日本の医療用医薬品事業の25年売上高は前年同期比7.9%増の2713億円(薬価ベース)。ジャディアンスファミリーが1369億円 (21.3%増、うち、ジャディアンス:979億円(24.6%増)、トラディアンス390億円(13.7%増)、オフェブが716億円(7.3増)売上げ、成長を牽引した。特にジャディアンスは、24年に慢性腎臓病(CKD)の適応を追加したことが成長ドライバーとなった。

25年11月には非小細胞肺がん(NSCLC)治療薬・ヘルネクシオス、26年5月には、肺線維症において初のPDE4B阻害剤となるジャスケイドが承認された。ヘルネクシオスは「HER2(ERBB2)遺伝子変異陽性の切除不能な進行・再発の非小細胞肺がん」の一次治療薬として適応追加を承認申請中だ。荻村正孝代表取締役 医薬事業ユニット統括社⾧は、「この薬剤を必要とする患者さんに迅速にお届けし、その結果、オンコロジー領域を中核事業の一つとして成長させていくことを目指している」と意気込んだ。
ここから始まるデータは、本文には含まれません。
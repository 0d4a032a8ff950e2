use std::collections::BTreeMap;
use std::str::FromStr;
use std::time::Instant;

use cellcap_solver::{ConstraintOp, LpProblem};

use crate::error::ConfigError;
use crate::instance::{Cell, Instance, LimitFamily};

/// How decision variables are laid out over the grid
#[cfg_attr(feature = "serde", derive(serde::Serialize, serde::Deserialize))]
#[cfg_attr(feature = "serde", serde(rename_all = "lowercase"))]
#[derive(Debug, Clone, Copy, Default, PartialEq, Eq)]
pub enum Formulation {
    /// One variable per admissible cell
    #[default]
    Sparse,
    /// One variable per grid cell, weighted by the 0/1 admissibility indicator
    Dense,
}

impl Formulation {
    pub fn as_str(self) -> &'static str {
        match self {
            Formulation::Sparse => "sparse",
            Formulation::Dense => "dense",
        }
    }
}

impl std::fmt::Display for Formulation {
    fn fmt(&self, f: &mut std::fmt::Formatter<'_>) -> std::fmt::Result {
        f.write_str(self.as_str())
    }
}

impl FromStr for Formulation {
    type Err = ConfigError;

    fn from_str(s: &str) -> Result<Self, Self::Err> {
        match s.to_ascii_lowercase().as_str() {
            "sparse" | "set" => Ok(Formulation::Sparse),
            "dense" | "array" => Ok(Formulation::Dense),
            _ => Err(ConfigError::UnknownFormulation(s.to_string())),
        }
    }
}

/// An integer program for one [`Instance`], ready to hand to a backend
#[derive(Debug, Clone)]
pub struct CellModel {
    pub problem: LpProblem,
    pub formulation: Formulation,
    pub n_row: usize,
    pub n_col: usize,
    pub n_diag: usize,
    /// Admissible cell -> variable index
    cells: BTreeMap<Cell, usize>,
}

impl CellModel {
    /// Variable index of an admissible cell
    pub fn variable(&self, cell: Cell) -> Option<usize> {
        self.cells.get(&cell).copied()
    }

    /// Admissible cells with their variable indices, in row-major order
    pub fn cells(&self) -> impl Iterator<Item = (Cell, usize)> + '_ {
        self.cells.iter().map(|(&cell, &var)| (cell, var))
    }

    pub fn num_cells(&self) -> usize {
        self.cells.len()
    }

    pub fn num_variables(&self) -> usize {
        self.problem.num_variables()
    }

    pub fn num_constraints(&self) -> usize {
        self.problem.num_constraints()
    }
}

/// Builds a [`CellModel`] from an [`Instance`]
pub struct ModelBuilder<'a> {
    instance: &'a Instance,
    formulation: Formulation,
}

impl<'a> ModelBuilder<'a> {
    pub fn new(instance: &'a Instance) -> Self {
        Self {
            instance,
            formulation: Formulation::default(),
        }
    }

    pub fn formulation(mut self, formulation: Formulation) -> Self {
        self.formulation = formulation;
        self
    }

    /// Validate the instance and emit the objective and every row, column
    /// and diagonal constraint, vacuous ones included
    pub fn build(&self) -> Result<CellModel, ConfigError> {
        let started = Instant::now();
        let instance = self.instance;
        instance.validate()?;

        let admissible = instance.cells();
        // (cell, coefficient) for every variable, in variable order
        let columns: Vec<(Cell, f64)> = match self.formulation {
            Formulation::Sparse => admissible.iter().map(|&cell| (cell, 1.0)).collect(),
            Formulation::Dense => (0..instance.n_row())
                .flat_map(|i| (0..instance.n_col()).map(move |j| (i, j)))
                .map(|cell| (cell, if admissible.contains(&cell) { 1.0 } else { 0.0 }))
                .collect(),
        };

        let names: Vec<String> = columns.iter().map(|((i, j), _)| format!("cell_{}_{}", i, j)).collect();
        let mut lp = LpProblem::new_integer(names);
        lp.set_objective_name("total_value");
        lp.set_objective(columns.iter().map(|&(_, coef)| coef).collect(), false);

        for (family, prefix) in [
            (LimitFamily::Row, "row_limit"),
            (LimitFamily::Column, "col_limit"),
            (LimitFamily::Diagonal, "diag_limit"),
        ] {
            let limits = instance.limits(family);
            let mut rows = vec![vec![0.0; columns.len()]; limits.len()];
            for (var, &(cell, coef)) in columns.iter().enumerate() {
                // Dense grid cells past the last diagonal limit are inadmissible
                if let Some(row) = rows.get_mut(family.index_of(cell)) {
                    row[var] = coef;
                }
            }
            for (index, (coefficients, &limit)) in rows.into_iter().zip(limits).enumerate() {
                lp.add_constraint(format!("{}_{}", prefix, index), coefficients, ConstraintOp::Le, limit);
            }
        }

        let cells: BTreeMap<Cell, usize> = columns
            .iter()
            .enumerate()
            .filter(|(_, (cell, _))| admissible.contains(cell))
            .map(|(var, &(cell, _))| (cell, var))
            .collect();

        tracing::debug!(
            component = "model",
            operation = "build",
            status = "success",
            formulation = self.formulation.as_str(),
            cells = cells.len(),
            variables = lp.num_variables(),
            constraints = lp.num_constraints(),
            duration_ms = started.elapsed().as_secs_f64() * 1000.0,
            "Built admissible-cell model"
        );

        Ok(CellModel {
            problem: lp,
            formulation: self.formulation,
            n_row: instance.n_row(),
            n_col: instance.n_col(),
            n_diag: instance.n_diag(),
            cells,
        })
    }
}

/// Build the sparse model straight from plain data
pub fn build(
    admissible_cells: &[Cell],
    row_limits: &[f64],
    col_limits: &[f64],
    diag_limits: &[f64],
) -> Result<CellModel, ConfigError> {
    let instance = Instance::new(
        admissible_cells.to_vec(),
        row_limits.to_vec(),
        col_limits.to_vec(),
        diag_limits.to_vec(),
    );
    ModelBuilder::new(&instance).build()
}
◎30年までに10件以上の申請・上市目指す 肥満症治療薬候補も

今後は、30年までに10件以上の承認申請・上市を目指す。後期開発品には、肥満症およびMASH治療薬候補でGLP-1/グルカゴン受容体デュアルアゴニストのsurvodutideや気管支拡張症治療薬候補・verducatibなどがあることも紹介。注力領域の開発・上市に向けて今年1月事業部を、心・腎・代謝領域事業本部、肥満・肝・代謝疾患領域事業本部、肺線維症・炎症領域事業本部、オンコロジー&エマージング領域事業本部に再編したことも報告。「4事業領域で研究開発を強力に促進し、新たなパイプラインをいち早く日本の患者さんにお届けすることを目指す」と語った。
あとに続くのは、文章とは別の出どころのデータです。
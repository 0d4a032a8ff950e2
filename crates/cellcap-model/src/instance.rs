use std::collections::BTreeSet;

use crate::error::ConfigError;

/// Largest accepted capacity: 2^53, the last integer an `f64` holds exactly
pub const MAX_LIMIT: f64 = 9_007_199_254_740_992.0;

/// Grid coordinate `(row, column)`
pub type Cell = (usize, usize);

/// Which family of capacity constraints a limit belongs to
#[cfg_attr(feature = "serde", derive(serde::Serialize, serde::Deserialize))]
#[cfg_attr(feature = "serde", serde(rename_all = "lowercase"))]
#[derive(Debug, Clone, Copy, PartialEq, Eq, PartialOrd, Ord, Hash)]
pub enum LimitFamily {
    Row,
    Column,
    Diagonal,
}

impl LimitFamily {
    pub fn as_str(self) -> &'static str {
        match self {
            LimitFamily::Row => "Row",
            LimitFamily::Column => "Column",
            LimitFamily::Diagonal => "Diagonal",
        }
    }

    /// Index of the constraint in this family that covers `cell`
    pub fn index_of(self, (row, col): Cell) -> usize {
        match self {
            LimitFamily::Row => row,
            LimitFamily::Column => col,
            LimitFamily::Diagonal => row + col,
        }
    }
}

impl std::fmt::Display for LimitFamily {
    fn fmt(&self, f: &mut std::fmt::Formatter<'_>) -> std::fmt::Result {
        f.write_str(self.as_str())
    }
}

/// Input data for one allocation problem.
///
/// The grid is `row_limits.len()` by `col_limits.len()`. Diagonal `d`
/// holds the cells with `row + col == d`. Repeated admissible cells count
/// once.
#[cfg_attr(feature = "serde", derive(serde::Serialize, serde::Deserialize))]
#[derive(Debug, Clone, PartialEq)]
pub struct Instance {
    pub admissible_cells: Vec<Cell>,
    pub row_limits: Vec<f64>,
    pub col_limits: Vec<f64>,
    pub diag_limits: Vec<f64>,
}

impl Instance {
    pub fn new(admissible_cells: Vec<Cell>, row_limits: Vec<f64>, col_limits: Vec<f64>, diag_limits: Vec<f64>) -> Self {
        Self {
            admissible_cells,
            row_limits,
            col_limits,
            diag_limits,
        }
    }

    pub fn n_row(&self) -> usize {
        self.row_limits.len()
    }

    pub fn n_col(&self) -> usize {
        self.col_limits.len()
    }

    pub fn n_diag(&self) -> usize {
        self.diag_limits.len()
    }

    /// Number of diagonals the grid spans (`n_row + n_col - 1`, or 0 for an
    /// empty grid)
    pub fn grid_diagonals(&self) -> usize {
        (self.n_row() + self.n_col()).saturating_sub(1)
    }

    /// Distinct admissible cells in row-major order
    pub fn cells(&self) -> BTreeSet<Cell> {
        self.admissible_cells.iter().copied().collect()
    }

    pub fn limits(&self, family: LimitFamily) -> &[f64] {
        match family {
            LimitFamily::Row => &self.row_limits,
            LimitFamily::Column => &self.col_limits,
            LimitFamily::Diagonal => &self.diag_limits,
        }
    }

    /// Reject negative or non-finite limits and cells the limits do not cover
    pub fn validate(&self) -> Result<(), ConfigError> {
        for family in [LimitFamily::Row, LimitFamily::Column, LimitFamily::Diagonal] {
            for (index, &value) in self.limits(family).iter().enumerate() {
                if !value.is_finite() {
                    return Err(ConfigError::NonFiniteLimit { family, index, value });
                }
                if value < 0.0 {
                    return Err(ConfigError::NegativeLimit { family, index, value });
                }
                if value > MAX_LIMIT {
                    return Err(ConfigError::LimitTooLarge { family, index, value, max: MAX_LIMIT });
                }
            }
        }

        let (n_row, n_col, n_diag) = (self.n_row(), self.n_col(), self.n_diag());
        for &(row, col) in &self.admissible_cells {
            if row >= n_row || col >= n_col {
                return Err(ConfigError::CellOutOfBounds { row, col, n_row, n_col });
            }
            let diagonal = row + col;
            if diagonal >= n_diag {
                return Err(ConfigError::DiagonalNotCovered { row, col, diagonal, n_diag });
            }
        }

        Ok(())
    }
}

#[cfg(test)]
mod tests {
    use super::*;

    fn small() -> Instance {
        Instance::new(vec![(0, 0), (1, 1), (0, 0)], vec![1.0, 2.0], vec![3.0, 4.0], vec![1.0, 1.0, 1.0])
    }

    #[test]
    fn test_dimensions_and_dedup() {
        let instance = small();
        assert_eq!(instance.n_row(), 2);
        assert_eq!(instance.n_col(), 2);
        assert_eq!(instance.grid_diagonals(), 3);
        assert_eq!(instance.cells().into_iter().collect::<Vec<_>>(), vec![(0, 0), (1, 1)]);
        assert!(instance.validate().is_ok());
    }

    #[test]
    fn test_cell_out_of_bounds() {
        let mut instance = small();
        instance.admissible_cells.push((2, 0));
        assert_eq!(
            instance.validate(),
            Err(ConfigError::CellOutOfBounds { row: 2, col: 0, n_row: 2, n_col: 2 })
        );
    }

    #[test]
    fn test_diagonal_not_covered() {
        let mut instance = small();
        instance.diag_limits.truncate(2);
        assert_eq!(
            instance.validate(),
            Err(ConfigError::DiagonalNotCovered { row: 1, col: 1, diagonal: 2, n_diag: 2 })
        );
    }

    #[test]
    fn test_short_diagonals_are_fine_when_cells_are_covered() {
        let instance = Instance::new(vec![(0, 0)], vec![1.0, 1.0], vec![1.0, 1.0], vec![1.0]);
        assert!(instance.validate().is_ok());
    }

    #[test]
    fn test_negative_limit_on_empty_diagonal() {
        let instance = Instance::new(vec![(0, 0)], vec![1.0, 1.0], vec![1.0, 1.0], vec![1.0, 1.0, -1.0]);
        assert_eq!(
            instance.validate(),
            Err(ConfigError::NegativeLimit { family: LimitFamily::Diagonal, index: 2, value: -1.0 })
        );
    }

    #[test]
    fn test_non_finite_limit() {
        let mut instance = small();
        instance.col_limits[1] = f64::INFINITY;
        assert!(matches!(
            instance.validate(),
            Err(ConfigError::NonFiniteLimit { family: LimitFamily::Column, index: 1, .. })
        ));
    }

    #[test]
    fn test_limit_above_exact_integer_range() {
        let mut instance = small();
        instance.row_limits[0] = 1e19;
        assert_eq!(
            instance.validate(),
            Err(ConfigError::LimitTooLarge { family: LimitFamily::Row, index: 0, value: 1e19, max: MAX_LIMIT })
        );

        instance.row_limits[0] = MAX_LIMIT;
        assert!(instance.validate().is_ok());
    }

    #[test]
    fn test_family_index() {
        assert_eq!(LimitFamily::Row.index_of((3, 2)), 3);
        assert_eq!(LimitFamily::Column.index_of((3, 2)), 2);
        assert_eq!(LimitFamily::Diagonal.index_of((3, 2)), 5);
    }
}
荻村氏は、「非上場企業として、長期的な視点で日本の医療にかかわるステークホルダーと協力し、新たな価値を継続的に創出することに注力したい。我々日本ベーリンガーインゲルハイムは日本に注力し、日本の患者さんにイノベーションをお届けする。これを実現したい」と強調した。患者の治験へのアクセスを向上させる目的で、“治験アンバサダープロジェクト”を立上げ、患者団体や他の製薬企業、アカデミアなど複数のステークホルダーと協働しながら発展させ公共化するなど、環境整備にも注力する姿勢を示した。